## Try it
Please show every line in the entries below that includes the word "expected".

——

//! Admission checks and bookkeeping around a single undo request.

use crate::db;
use crate::errors::{AppError, AppResult};
use crate::models::{
    CommandPayload, InversePayload, NewNotebookEvent, Notebook, NotebookEvent, NotebookEventType, UndoAction,
    UndoOutcome, UndoRequest,
};
use crate::recorder::{append_notebook_event, EventLimits};
use crate::undo::{self, Dispatch};
use chrono::{DateTime, Utc};
use rusqlite::Connection;
use serde_json::{Map, Value};

/// Undoes one event. Run it inside the command's unit of work so the
/// compensating writes, the undo stamp and the `notebook.undo` event commit
/// together.
pub fn apply_undo_for_notebook_event(
    conn: &Connection,
    request: &UndoRequest,
    limits: &EventLimits,
) -> AppResult<UndoOutcome> {
    let now = Utc::now();
    let event = db::get_event(conn, &request.event_id)?
        .filter(|event| event.notebook_id == request.notebook_id)
        .ok_or_else(|| AppError::EventNotFound(request.event_id.clone()))?;
    if event.owner_id != request.owner_id {
        return Err(AppError::NotebookNotFound(request.notebook_id.clone()));
    }
    if event.is_undone() {
        return Err(AppError::EventAlreadyUndone(event.id.clone()));
    }

    let action_tag = event.inverse_payload.action_tag();
    if db::has_newer_live_event(conn, &event.notebook_id, event.seq)? {
        return Err(AppError::EventConflict(format!(
            "notebook {} has newer events than {}; undo those first",
            event.notebook_id, event.id
        )));
    }

    let notebook = resolve_notebook(conn, &event, now)?;
    if notebook.owner_id != request.owner_id {
        return Err(AppError::NotebookNotFound(request.notebook_id.clone()));
    }

    let undone_at = now.to_rfc3339();
    let mut stamped = event.metadata.clone();
    stamped.insert("undoneAt".to_string(), Value::String(undone_at.clone()));
    stamped.insert("undoneBy".to_string(), Value::String(request.actor_id.clone()));
    stamped.insert("undoAction".to_string(), Value::String(action_tag.clone()));
    if !db::claim_undo(conn, &event.id, &stamped, &undone_at)? {
        return Err(AppError::EventAlreadyUndone(event.id.clone()));
    }

    let dispatched = match undo::dispatch(conn, &notebook, &event, now) {
        Ok(dispatched) => dispatched,
        Err(error) => {
            if matches!(error, AppError::UndoUnsupportedPayload(_)) {
                tracing::error!(
                    event_id = %event.id,
                    notebook_id = %event.notebook_id,
                    action = %action_tag,
                    error = %error,
                    "undo payload cannot be applied"
                );
            }
            release_claim(conn, &event.id, &event.metadata);
            return Err(error);
        }
    };
    let (action, affected) = match dispatched {
        Dispatch::Applied {
            action,
            affected_notebook_ids,
        } => (action, affected_notebook_ids),
        Dispatch::Unsupported { action } => {
            release_claim(conn, &event.id, &event.metadata);
            return Err(AppError::UndoUnsupported(format!(
                "event {} ({}) cannot be undone",
                event.id, action
            )));
        }
    };
    let affected_notebook_ids: Vec<String> = affected.into_iter().collect();

    let summary_subject = if event.summary.is_empty() {
        event.command_name.as_str()
    } else {
        event.summary.as_str()
    };
    let undo_event = append_notebook_event(
        conn,
        NewNotebookEvent {
            notebook_id: event.notebook_id.clone(),
            owner_id: event.owner_id.clone(),
            workspace_id: event.workspace_id.clone(),
            actor_id: request.actor_id.clone(),
            event_type: NotebookEventType::Undo,
            command_name: "undo_event".to_string(),
            summary: format!("Undo: {}", summary_subject),
            version: 1,
            payload: CommandPayload::Undo {
                undone_event_id: event.id.clone(),
                action,
                affected_notebook_ids: affected_notebook_ids.clone(),
            }
            .into(),
            inverse_payload: InversePayload::Action(UndoAction::Noop),
            prev_event_id: None,
            parent_event_id: Some(event.id.clone()),
            note_id: event.note_id.clone(),
            metadata: Map::new(),
        },
        limits,
    )?;

    tracing::info!(
        event_id = %event.id,
        undo_event_id = %undo_event.id,
        notebook_id = %event.notebook_id,
        action = action.as_str(),
        affected = affected_notebook_ids.len(),
        "undid notebook event"
    );
    Ok(UndoOutcome {
        action,
        affected_notebook_ids,
        undo_event,
    })
}

/// The live notebook, or a stand-in when the inverse can work without one.
fn resolve_notebook(conn: &Connection, event: &NotebookEvent, now: DateTime<Utc>) -> AppResult<Notebook> {
    if let Some(notebook) = db::get_notebook(conn, &event.notebook_id)? {
        return Ok(notebook);
    }
    match &event.inverse_payload {
        InversePayload::Action(UndoAction::RestoreNotebook { snapshot }) => Ok(snapshot.restore_notebook(now)),
        InversePayload::Action(UndoAction::DeleteNotebook { .. }) => Ok(Notebook {
            id: event.notebook_id.clone(),
            owner_id: event.owner_id.clone(),
            workspace_id: event.workspace_id.clone(),
            name: String::new(),
            color: None,
            icon: None,
            description: None,
            is_public: false,
            public_slug: None,
            public_metadata: None,
            published_at: None,
            note_order: Vec::new(),
            created_at: event.created_at,
            updated_at: now,
        }),
        _ => Err(AppError::NotebookNotFound(event.notebook_id.clone())),
    }
}

fn release_claim(conn: &Connection, event_id: &str, original: &Map<String, Value>) {
    if let Err(error) = db::release_undo(conn, event_id, original) {
        tracing::error!(event_id = %event_id, error = %error, "failed to release undo claim");
    }
}

#[cfg(test)]
mod tests {
    use super::apply_undo_for_notebook_event;
    use crate::config::TransactionMode;
    use crate::db::{self, open_test_database};
    use crate::models::{
        CommandPayload, NewNotebookEvent, Notebook, NotebookEventType, NotebookFieldSet, UndoAction, UndoRequest,
    };
    use crate::recorder::{append_notebook_event, EventLimits};
    use chrono::Utc;
    use serde_json::json;

    fn notebook(name: &str) -> Notebook {
        let now = Utc::now();
        Notebook {
            id: "nb-1".to_string(),
            owner_id: "user-1".to_string(),
            workspace_id: None,
            name: name.to_string(),
            color: None,
            icon: None,
            description: None,
            is_public: false,
            public_slug: None,
            public_metadata: None,
            published_at: None,
            note_order: Vec::new(),
            created_at: now,
            updated_at: now,
        }
    }

    fn rename_event(from: &str, to: &str) -> NewNotebookEvent {
        NewNotebookEvent::for_notebook(
            &notebook(to),
            "user-1",
            NotebookEventType::Update,
            CommandPayload::Update {
                changes: NotebookFieldSet {
                    name: Some(to.to_string()),
                    ..NotebookFieldSet::default()
                },
            },
            UndoAction::RestoreNotebookFields {
                previous: NotebookFieldSet {
                    name: Some(from.to_string()),
                    ..NotebookFieldSet::default()
                },
            },
        )
    }

    fn request(event_id: &str, owner_id: &str) -> UndoRequest {
        UndoRequest {
            notebook_id: "nb-1".to_string(),
            event_id: event_id.to_string(),
            owner_id: owner_id.to_string(),
            actor_id: "user-1".to_string(),
        }
    }

    #[test]
    fn stamps_the_event_and_links_the_undo_event() {
        let (_dir, db) = open_test_database(TransactionMode::Auto);
        let limits = EventLimits::default();
        let renamed = db
            .read(|conn| {
                db::insert_notebook(conn, &notebook("B"))?;
                append_notebook_event(conn, rename_event("A", "B"), &limits)
            })
            .expect("seed");

        let outcome = db
            .read(|conn| apply_undo_for_notebook_event(conn, &request(&renamed.id, "user-1"), &limits))
            .expect("undo");
        assert_eq!(outcome.undo_event.parent_event_id.as_deref(), Some(renamed.id.as_str()));
        assert_eq!(outcome.undo_event.prev_event_id.as_deref(), Some(renamed.id.as_str()));
        assert_eq!(outcome.undo_event.event_type, NotebookEventType::Undo);

        let stamped = db.read(|conn| db::get_event(conn, &renamed.id)).expect("get").expect("exists");
        assert!(stamped.is_undone());
        assert_eq!(stamped.metadata.get("undoneBy"), Some(&json!("user-1")));
        assert_eq!(stamped.metadata.get("undoAction"), Some(&json!("restoreNotebookFields")));
    }

    #[test]
    fn foreign_owner_sees_notebook_not_found() {
        let (_dir, db) = open_test_database(TransactionMode::Auto);
        let limits = EventLimits::default();
        let renamed = db
            .read(|conn| {
                db::insert_notebook(conn, &notebook("B"))?;
                append_notebook_event(conn, rename_event("A", "B"), &limits)
            })
            .expect("seed");
        let error = db
            .read(|conn| apply_undo_for_notebook_event(conn, &request(&renamed.id, "intruder"), &limits))
            .expect_err("foreign owner");
        assert_eq!(error.code(), "NOTEBOOK_NOT_FOUND");
    }

    #[test]
    fn event_from_another_notebook_is_not_found() {
        let (_dir, db) = open_test_database(TransactionMode::Auto);
        let limits = EventLimits::default();
        let renamed = db
            .read(|conn| {
                db::insert_notebook(conn, &notebook("B"))?;
                append_notebook_event(conn, rename_event("A", "B"), &limits)
            })
            .expect("seed");
        let mut wrong = request(&renamed.id, "user-1");
        wrong.notebook_id = "nb-2".to_string();
        let error = db
            .read(|conn| apply_undo_for_notebook_event(conn, &wrong, &limits))
            .expect_err("wrong notebook");
        assert_eq!(error.code(), "EVENT_NOT_FOUND");
    }

    #[test]
    fn missing_notebook_without_stand_in_is_not_found() {
        let (_dir, db) = open_test_database(TransactionMode::Auto);
        let limits = EventLimits::default();
        let renamed = db
            .read(|conn| append_notebook_event(conn, rename_event("A", "B"), &limits))
            .expect("seed");
        let error = db
            .read(|conn| apply_undo_for_notebook_event(conn, &request(&renamed.id, "user-1"), &limits))
            .expect_err("missing notebook");
        assert_eq!(error.code(), "NOTEBOOK_NOT_FOUND");
        let event = db.read(|conn| db::get_event(conn, &renamed.id)).expect("get").expect("exists");
        assert!(!event.is_undone());
    }

    #[test]
    fn unsupported_action_releases_the_claim() {
        let (_dir, db) = open_test_database(TransactionMode::Auto);
        let limits = EventLimits::default();
        let synced = db
            .read(|conn| {
                db::insert_notebook(conn, &notebook("B"))?;
                append_notebook_event(
                    conn,
                    NewNotebookEvent::for_notebook(
                        &notebook("B"),
                        "user-1",
                        NotebookEventType::Sync,
                        CommandPayload::Sync {
                            device_id: "phone".to_string(),
                            status: "ok".to_string(),
                            error: None,
                        },
                        UndoAction::Noop,
                    ),
                    &limits,
                )
            })
            .expect("seed");
        let error = db
            .read(|conn| apply_undo_for_notebook_event(conn, &request(&synced.id, "user-1"), &limits))
            .expect_err("unsupported");
        assert_eq!(error.code(), "UNDO_UNSUPPORTED");
        let event = db.read(|conn| db::get_event(conn, &synced.id)).expect("get").expect("exists");
        assert!(!event.is_undone());
        assert!(event.metadata.is_empty());
    }
}
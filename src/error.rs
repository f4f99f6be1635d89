use std::borrow::Cow;

use thiserror::Error;

pub use anyhow::Error as RuntimeError;

use crate::depends::CallKind;
use crate::graph::NodeId;

/// Raised while turning a [`Callable`](crate::Callable) into a
/// [`CallModel`](crate::CallModel). These are programming errors in the
/// declared signatures, so nothing is ever resolved from a model that failed
/// to build.
#[derive(Debug, Error, Clone, PartialEq, Eq)]
pub enum BuildError {
    #[error("Cannot specify multiple `Depends` markers for `{param}` of `{call}`")]
    DuplicateMarker { call: Cow<'static, str>, param: String },

    #[error(
        "Cannot use `Depends` both as an annotation and as a default value for `{param}` of `{call}`"
    )]
    AnnotatedAndDefault { call: Cow<'static, str>, param: String },

    #[error("You cannot use async dependency `{call}` at sync main")]
    AsyncInSync { call: Cow<'static, str> },

    #[error("Parameter `{param}` is declared more than once on `{call}`")]
    DuplicateParam { call: Cow<'static, str>, param: String },

    #[error("Variadic parameter `{param}` of `{call}` is declared out of order")]
    VariadicOrder { call: Cow<'static, str>, param: String },

    #[error("Variadic parameter `{param}` of `{call}` cannot be a dependency")]
    VariadicDependency { call: Cow<'static, str>, param: String },
}

/// Failures owned by the injection layer itself. Errors returned by producer
/// callables are never converted into this type.
#[derive(Debug, Error, Clone, PartialEq, Eq)]
pub enum ResolveError {
    #[error("`{call}` is missing a value for parameter `{param}`")]
    MissingArgument { call: Cow<'static, str>, param: String },

    #[error("`{call}` takes {expected} positional arguments but {given} were given")]
    TooManyPositional {
        call: Cow<'static, str>,
        expected: usize,
        given: usize,
    },

    #[error("Parameter `{param}` of `{call}` expected a value of type {expected}")]
    TypeMismatch {
        call: Cow<'static, str>,
        param: String,
        expected: &'static str,
    },

    #[error("You cannot use async dependency `{call}` at sync main")]
    AsyncOverride { call: Cow<'static, str> },

    #[error("Override `{replacement}` for `{call}` must match its generator kind")]
    OverrideKindMismatch {
        call: Cow<'static, str>,
        replacement: Cow<'static, str>,
    },

    #[error("Generator `{call}` didn't yield")]
    GeneratorDidNotYield { call: Cow<'static, str> },

    #[error("`{call}` is a {kind} callable and cannot be driven with `{entry}`")]
    WrongEntry {
        call: Cow<'static, str>,
        kind: CallKind,
        entry: &'static str,
    },
}

/// A configured usage limit was hit. This is kept separate from producer
/// errors so callers can tell "we stopped you" from "your code failed".
#[derive(Debug, Error, Clone, PartialEq, Eq)]
#[error("{0}")]
pub struct UsageLimitExceeded(pub String);

impl UsageLimitExceeded {
    pub fn new(message: impl Into<String>) -> Self {
        Self(message.into())
    }
}

/// Raised when a [`Graph`](crate::graph::Graph) is assembled.
#[derive(Debug, Error, Clone, PartialEq, Eq)]
pub enum GraphBuildError {
    #[error("{0} but not included in the graph.")]
    UnknownNode(String),

    #[error("Nodes are referenced in the graph but not included in the graph:\n{0}")]
    UnknownNodes(String),

    #[error("Node {0} doesn't declare any transition")]
    MissingTransitions(NodeId),

    #[error("Graph has no nodes")]
    Empty,
}

/// Raised while a graph is running. None of these are retried.
#[derive(Debug, Error)]
pub enum GraphError {
    #[error("Node {0} is not in the Graph")]
    UnknownStart(NodeId),

    #[error("Node {from} cannot go to {to} which is not in the Graph")]
    UnknownDestination { from: NodeId, to: NodeId },

    #[error("Node {from} cannot go to {to} which is not in its list of allowed next nodes")]
    DisallowedTransition { from: NodeId, to: NodeId },

    #[error("Node {0} cannot end the graph")]
    CannotEnd(NodeId),

    #[error(transparent)]
    UsageLimit(#[from] UsageLimitExceeded),

    #[error("Node {0}:\n{1}")]
    Node(NodeId, anyhow::Error),
}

——

## Reply to the task
    #[error("`{call}` takes {expected} positional arguments but {given} were given")]
        expected: usize,
    #[error("Parameter `{param}` of `{call}` expected a value of type {expected}")]
        expected: &'static str,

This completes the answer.